Another of England’s biggest issues if that they have no venom in their bowling right now. They have skill, technique and quality but they are just missing that extra bite. That speed and aggression that would have come with Ben Stokes. Stokes bowls on average a similar speed to Stuart Broad but somehow has an edge that Stuart is missing (that something probably didn’t help him in Bristol but would have done wonders down under). England suffered a double blow as Steven Finn was ruled out from injury too. Players like Tymal Mills and Liam Plunkett have really upped England’s overall average pace in T20s but they are not Test bowlers. Having Mark Wood could have also really helped England especially somewhere like the WACA however I do think it’s been a great opportunity for young players like Tom Curran to make a name for themselves..
On the topic of bowlers, Moeen Ali. This is a point in itself. Moeen Ali reminds me of the old Ravindra Jadeja. For some reason he’s kept in the team regardless of his poor performances. He will have a long run of bad scores and as a one-off hit 50 and take a fifer before going back to single figure scores and full tosses. Using the now third ranked Test bowler is not helping my case but England have persisted with him long enough. It has come to the point where they are using Dawid Malan, their number 4 batsman who is barely a part-time bowler for Middlesex games let alone for England. Malan’s economy rate at the MCG has been much better than Ali’s and since he hasn’t produced any magic with the bat why are England persisting with someone who is so ineffective. He has been unable to hold up an end or dry up the runs like Nathan Lyon and has put even more pressure on the seam bowlers (as if they didn’t have enough work on their backs).

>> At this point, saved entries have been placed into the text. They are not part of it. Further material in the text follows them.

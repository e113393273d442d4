use directories::ProjectDirs;
use std::path::PathBuf;

const APP_NAME: &str = "typerush";

/// Centralized application directory resolution
pub struct AppDirs;

impl AppDirs {
    /// `$HOME/.local/state/typerush`, or the platform data-local dir without `$HOME`
    pub fn state_dir() -> Option<PathBuf> {
        if let Ok(home) = std::env::var("HOME") {
            Some(
                PathBuf::from(home)
                    .join(".local")
                    .join("state")
                    .join(APP_NAME),
            )
        } else {
            ProjectDirs::from("", "", APP_NAME).map(|proj_dirs| proj_dirs.data_local_dir().to_path_buf())
        }
    }

    pub fn storage_path() -> Option<PathBuf> {
        Self::state_dir().map(|dir| dir.join("storage.db"))
    }

    pub fn log_path() -> Option<PathBuf> {
        Self::state_dir().map(|dir| dir.join(format!("{APP_NAME}.log")))
    }

    pub fn config_path() -> Option<PathBuf> {
        ProjectDirs::from("", "", APP_NAME).map(|pd| pd.config_dir().join("config.json"))
    }
}
use std::fs::{self, File, OpenOptions};
use std::io;
use std::path::{Path, PathBuf};
use std::sync::Mutex;

use tracing_subscriber::{fmt, prelude::*, EnvFilter};

fn env_filter() -> EnvFilter {
    EnvFilter::try_from_default_env().unwrap_or_else(|_| EnvFilter::new("info"))
}

/// Open `path` for appending, creating parent directories as needed
pub fn open_log_file(path: &Path) -> io::Result<File> {
    if let Some(parent) = path.parent() {
        fs::create_dir_all(parent)?;
    }
    OpenOptions::new().create(true).append(true).open(path)
}

/// Route `tracing` output to a file. The terminal belongs to the TUI, so when no
/// file can be opened logging is switched off instead. Returns the file in use.
pub fn init(path: Option<PathBuf>) -> Option<PathBuf> {
    let opened = path.and_then(|p| open_log_file(&p).ok().map(|file| (p, file)));

    match opened {
        Some((path, file)) => {
            let installed = tracing_subscriber::registry()
                .with(fmt::layer().with_ansi(false).with_writer(Mutex::new(file)))
                .with(env_filter())
                .try_init()
                .is_ok();
            if installed {
                tracing::info!(path = %path.display(), "logging initialized");
            }
            Some(path)
        }
        None => None,
    }
}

Lastly, England seem to be struggling with their mental game more than their physical. Vince, Stoneman and Malan all relatively new/unsettled players in the top 5 or the batting order which may have contributed to Alastair Cook looking as though he would rather stay in than score runs. Joe Root seems too burdened by captaincy and his inexperienced team and the fact that Cook hadn’t looked like himself until this innings here in Melbourne (the highest score and first man to carry his bat at the MCG). Even when England had gotten themselves into good positions they wasted their opportunities just as Sri Lanka had been doing against India with Johnny Bairstow coming in too low or rash shots from Ali. It seems as though once their concentration breaks they really struggle to get back into the zone. Even this innings, had Cook not been there to steady the ship, England could have been 150 odd runs behind instead of ahead. However with Cook finding his feet it could alleviate some pressure from Root and give the team the boost they need to potentially come away with the next two wins.